FORCED für die Xbox One bietet eine faszinierende Mischung aus verschiedenen Genres und kombiniert Elemente aus Arcade-Action, Rollenspiel, Rätseln und taktischem Gameplay. Als Liebhaber von Retro-Spielen ist es immer aufregend zu sehen, wie Entwickler den Charme vergangener Zeiten aufgreifen und wiederbeleben wollen. Leider gelingt es FORCED trotz einiger nostalgischer Momente nicht, das wahre Wesen zu erfassen, das klassische Spiele so besonders gemacht hat.
Eine der herausragenden Eigenschaften von FORCED ist der Koop-Modus, der es bis zu vier Spielern ermöglicht, sich zusammenzuschließen und gemeinsam die Herausforderungen anzugehen. Dieses kooperative Element erinnert an das gemütliche Zusammensitzen mit Freunden auf der Couch und das Bekämpfen von Horden von Feinden in Spielen vergangener Tage. Es ist eine charmante Hommage an klassische Mehrspieler-Erfahrungen, insbesondere für diejenigen, die eine nostalgische Reise in die Vergangenheit suchen.
Die Handlung von FORCED dreht sich um die Versklavung in einer fantasyartigen Gladiatorenschule, in der man gegen alle Widrigkeiten um seine Freiheit kämpft. Obwohl diese Geschichte nicht bahnbrechend ist, bietet sie eine solide Grundlage für das Gameplay. Als erfahrener Journalist für Retro-Spiele schätze ich die Bemühungen, eine Erzählung zu schaffen, die der gesamten Spielerfahrung Tiefe verleiht. Es erinnert an die Zeiten, als Geschichten in Videospielen eine bedeutendere Rolle spielten und die Immersion der Spieler verstärkten.
In Bezug auf die Grafik zollt FORCED der Retro-Ästhetik Tribut und verwendet pixelige Grafiken, die ein Gefühl von Nostalgie vermitteln. Dieser Pixel-Art-Stil erinnert an das goldene Zeitalter des Spielens, als begrenzte technologische Möglichkeiten die Kreativität beflügelten und unvergessliche visuelle Eindrücke entstanden. Auch wenn es nicht so visuell beeindruckend ist wie zeitgenössische Titel, fängt die künstlerische Gestaltung erfolgreich den Geist der klassischen Spiele ein und spricht Retro-Gamer an, die die Geschichte des Mediums schätzen.
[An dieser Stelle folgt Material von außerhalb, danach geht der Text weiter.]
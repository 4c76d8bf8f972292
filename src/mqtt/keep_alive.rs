//! Venus keep-alive scheduling and the "data updates have stopped" watchdog.
//!
//! Venus only publishes `N/...` telemetry while someone keeps asking for
//! it with `R/<installation>/keepalive`. In periodic mode every tick
//! publishes a request. Otherwise another system is assumed to send them
//! and a request is only sent once per grace period of telemetry silence.

use super::config::KeepAliveConfig;
use std::time::{Duration, Instant};
use tracing::{debug, info, warn};

#[derive(Clone, Copy, Debug, PartialEq, Eq)]
pub enum KeepAliveReason {
    Periodic,
    /// Nothing arrived within the grace period.
    TelemetrySilent,
    /// Fresh connection or newly discovered installation.
    Initial,
}

#[derive(Debug)]
pub struct KeepAliveScheduler {
    periodic: bool,
    interval: Duration,
    grace_period: Duration,
    watchdog: Duration,
    started: Instant,
    last_request: Option<Instant>,
    data_stopped: bool,
}

impl KeepAliveScheduler {
    pub fn new(config: &KeepAliveConfig, now: Instant) -> Self {
        Self {
            periodic: config.periodic,
            interval: Duration::from_millis(config.interval_ms.max(1)),
            grace_period: Duration::from_millis(config.grace_period_ms),
            watchdog: Duration::from_millis(config.watchdog_ms),
            started: now,
            last_request: None,
            data_stopped: false,
        }
    }

    pub fn interval(&self) -> Duration {
        self.interval
    }

    /// Decides whether this interval tick should publish a request.
    ///
    /// A failed publish is simply not recorded, so the next tick asks again.
    pub fn on_tick(
        &self,
        now: Instant,
        last_telemetry: Option<Instant>,
    ) -> Option<KeepAliveReason> {
        if self.periodic {
            return Some(KeepAliveReason::Periodic);
        }

        let reference = [Some(self.started), last_telemetry, self.last_request]
            .into_iter()
            .flatten()
            .max()
            .unwrap_or(self.started);
        if now.saturating_duration_since(reference) >= self.grace_period {
            debug!(
                "No telemetry for {:?}, requesting keep-alive",
                now.saturating_duration_since(last_telemetry.unwrap_or(self.started))
            );
            Some(KeepAliveReason::TelemetrySilent)
        } else {
            None
        }
    }

    pub fn record_sent(&mut self, now: Instant) {
        self.last_request = Some(now);
    }

    pub fn last_request(&self) -> Option<Instant> {
        self.last_request
    }

    /// Updates the watchdog. `since` is the last telemetry receipt, or the
    /// connection time when nothing arrived yet. Returns true while
    /// updates are considered stopped.
    pub fn check_watchdog(
        &mut self,
        now: Instant,
        since: Option<Instant>,
        connected: bool,
    ) -> bool {
        let stopped = connected
            && since.is_some_and(|since| now.saturating_duration_since(since) > self.watchdog);

        if stopped && !self.data_stopped {
            warn!(
                "Data updates have stopped (nothing for over {:?})",
                self.watchdog
            );
        } else if !stopped && self.data_stopped {
            info!("Data updates resumed");
        }
        self.data_stopped = stopped;
        stopped
    }

    pub fn data_stopped(&self) -> bool {
        self.data_stopped
    }
}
Trotz all seiner nostalgischen Anklänge und dem Bemühen, den Geist des Retro-Gamings einzufangen, hinterlässt FORCED einiges zu wünschen übrig. Das Gameplay erreicht nicht das gleiche Maß an Begeisterung und Innovation, das klassische Titel mühelos erreicht haben. Obwohl die Kampfmechaniken durchaus funktionieren und die Rätsel eine gewisse Herausforderung bieten, fehlt es ihnen an der süchtig machenden Qualität, die retro Spiele so fesselnd machte.
Darüber hinaus leidet FORCED unter einem Mangel an Abwechslung in Bezug auf Level-Design und Feindbegegnungen. Obwohl die anfänglichen Abschnitte das Interesse aufrechterhalten können, stellt sich schnell Monotonie ein und man sehnt sich nach vielfältigeren und einfallsreicheren Herausforderungen. Dieser begrenzte Umfang verhindert, dass FORCED sich in dem überfüllten Markt ähnlicher Titel, sowohl vergangener als auch aktueller, wirklich abhebt.
Letztendlich versucht FORCED für die Xbox One, das nostalgische Herz von Retro-Gaming-Enthusiasten anzusprechen, schafft es jedoch nicht, ein Spielerlebnis zu bieten, das den Klassikern, die es zu emulieren versucht, gerecht wird. Obwohl der Koop-Modus und der Pixel-Art-Stil schöne Erinnerungen wecken, beeinträchtigen das schwache Gameplay und das repetitive Design seine Fähigkeit, über Mittelmäßigkeit hinauszugehen. Als erfahrender Journalist für Retro-Spiele schätze ich den Aufwand, aber ich kann nicht anders, als das Gefühl zu haben, dass FORCED das wahre Wesen der vergangenen Ära, die es zu erwecken versucht, nicht einfangen kann.